*** RAW DATA Section Begins ***

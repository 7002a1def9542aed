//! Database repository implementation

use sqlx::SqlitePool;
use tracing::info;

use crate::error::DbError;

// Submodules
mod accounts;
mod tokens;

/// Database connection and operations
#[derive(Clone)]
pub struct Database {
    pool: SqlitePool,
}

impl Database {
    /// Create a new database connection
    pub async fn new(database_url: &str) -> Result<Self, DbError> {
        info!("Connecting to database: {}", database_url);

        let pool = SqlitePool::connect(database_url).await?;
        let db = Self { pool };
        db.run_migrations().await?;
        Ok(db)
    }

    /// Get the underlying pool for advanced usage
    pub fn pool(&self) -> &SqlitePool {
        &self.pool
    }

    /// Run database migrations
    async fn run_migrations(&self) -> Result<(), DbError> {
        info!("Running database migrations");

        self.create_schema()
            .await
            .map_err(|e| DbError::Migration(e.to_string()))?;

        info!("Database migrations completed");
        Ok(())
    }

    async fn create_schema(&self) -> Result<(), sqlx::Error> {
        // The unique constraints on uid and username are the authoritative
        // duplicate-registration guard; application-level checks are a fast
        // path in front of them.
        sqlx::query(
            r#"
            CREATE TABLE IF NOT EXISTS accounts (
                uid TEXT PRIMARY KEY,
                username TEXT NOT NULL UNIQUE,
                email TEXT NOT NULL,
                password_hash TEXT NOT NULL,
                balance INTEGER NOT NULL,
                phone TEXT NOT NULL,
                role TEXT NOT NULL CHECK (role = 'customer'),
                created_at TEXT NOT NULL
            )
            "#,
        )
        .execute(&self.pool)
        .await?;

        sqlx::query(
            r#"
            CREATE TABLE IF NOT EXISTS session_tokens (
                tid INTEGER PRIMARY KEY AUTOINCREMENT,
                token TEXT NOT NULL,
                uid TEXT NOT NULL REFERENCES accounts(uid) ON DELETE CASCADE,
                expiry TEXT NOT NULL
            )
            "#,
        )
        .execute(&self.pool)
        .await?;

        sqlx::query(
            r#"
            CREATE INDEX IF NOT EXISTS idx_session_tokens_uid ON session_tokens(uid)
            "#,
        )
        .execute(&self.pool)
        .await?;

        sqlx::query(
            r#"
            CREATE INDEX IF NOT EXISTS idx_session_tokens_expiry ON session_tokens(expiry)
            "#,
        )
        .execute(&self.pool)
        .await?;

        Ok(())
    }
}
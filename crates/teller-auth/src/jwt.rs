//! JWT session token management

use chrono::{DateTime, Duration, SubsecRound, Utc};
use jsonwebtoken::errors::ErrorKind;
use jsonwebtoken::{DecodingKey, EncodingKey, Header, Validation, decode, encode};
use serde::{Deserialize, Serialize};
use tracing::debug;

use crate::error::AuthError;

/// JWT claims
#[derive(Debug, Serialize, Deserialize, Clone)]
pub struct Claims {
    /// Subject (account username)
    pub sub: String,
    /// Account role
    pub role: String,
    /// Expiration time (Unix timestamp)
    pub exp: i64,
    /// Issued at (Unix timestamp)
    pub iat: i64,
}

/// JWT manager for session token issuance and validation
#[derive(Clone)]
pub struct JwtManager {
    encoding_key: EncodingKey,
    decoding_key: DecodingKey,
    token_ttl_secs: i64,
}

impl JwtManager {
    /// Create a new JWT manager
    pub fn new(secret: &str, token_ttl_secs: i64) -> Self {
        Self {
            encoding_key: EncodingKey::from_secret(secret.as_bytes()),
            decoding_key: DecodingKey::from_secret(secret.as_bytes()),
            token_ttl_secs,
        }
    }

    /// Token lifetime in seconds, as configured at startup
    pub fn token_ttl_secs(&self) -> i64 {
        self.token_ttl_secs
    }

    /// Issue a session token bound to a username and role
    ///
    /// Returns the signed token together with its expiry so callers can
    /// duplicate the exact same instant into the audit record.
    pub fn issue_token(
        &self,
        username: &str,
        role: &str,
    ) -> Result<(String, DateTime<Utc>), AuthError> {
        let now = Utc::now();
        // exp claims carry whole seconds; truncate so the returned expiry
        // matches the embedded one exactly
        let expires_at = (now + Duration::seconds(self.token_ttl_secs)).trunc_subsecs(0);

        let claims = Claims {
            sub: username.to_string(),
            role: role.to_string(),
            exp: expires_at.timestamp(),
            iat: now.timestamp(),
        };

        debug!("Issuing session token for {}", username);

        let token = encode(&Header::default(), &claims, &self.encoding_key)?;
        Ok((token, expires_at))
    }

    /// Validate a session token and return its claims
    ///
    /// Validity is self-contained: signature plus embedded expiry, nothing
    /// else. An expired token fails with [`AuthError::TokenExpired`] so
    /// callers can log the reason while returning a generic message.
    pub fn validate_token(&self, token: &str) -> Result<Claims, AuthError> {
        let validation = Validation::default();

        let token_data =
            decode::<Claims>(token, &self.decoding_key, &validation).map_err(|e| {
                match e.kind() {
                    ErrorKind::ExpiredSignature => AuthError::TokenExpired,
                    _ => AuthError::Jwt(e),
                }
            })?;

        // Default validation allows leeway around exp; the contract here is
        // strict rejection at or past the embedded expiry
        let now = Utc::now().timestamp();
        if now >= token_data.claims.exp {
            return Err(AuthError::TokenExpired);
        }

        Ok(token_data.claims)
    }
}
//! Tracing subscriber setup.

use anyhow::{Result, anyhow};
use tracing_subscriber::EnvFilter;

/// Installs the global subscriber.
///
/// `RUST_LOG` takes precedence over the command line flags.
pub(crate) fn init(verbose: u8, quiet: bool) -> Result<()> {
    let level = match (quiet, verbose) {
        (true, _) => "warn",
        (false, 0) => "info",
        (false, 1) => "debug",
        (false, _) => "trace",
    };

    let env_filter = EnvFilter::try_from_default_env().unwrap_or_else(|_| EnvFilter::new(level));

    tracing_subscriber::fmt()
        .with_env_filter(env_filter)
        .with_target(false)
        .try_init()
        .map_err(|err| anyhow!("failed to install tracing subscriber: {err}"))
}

*** RAW DATA Section Ends ***

**ABOUT THIS EXERCISE**
All lines in the records with the string "EnvFilter" should be copied out.

**TASK SOLUTION**
use tracing_subscriber::EnvFilter;
    let env_filter = EnvFilter::try_from_default_env().unwrap_or_else(|_| EnvFilter::new(level));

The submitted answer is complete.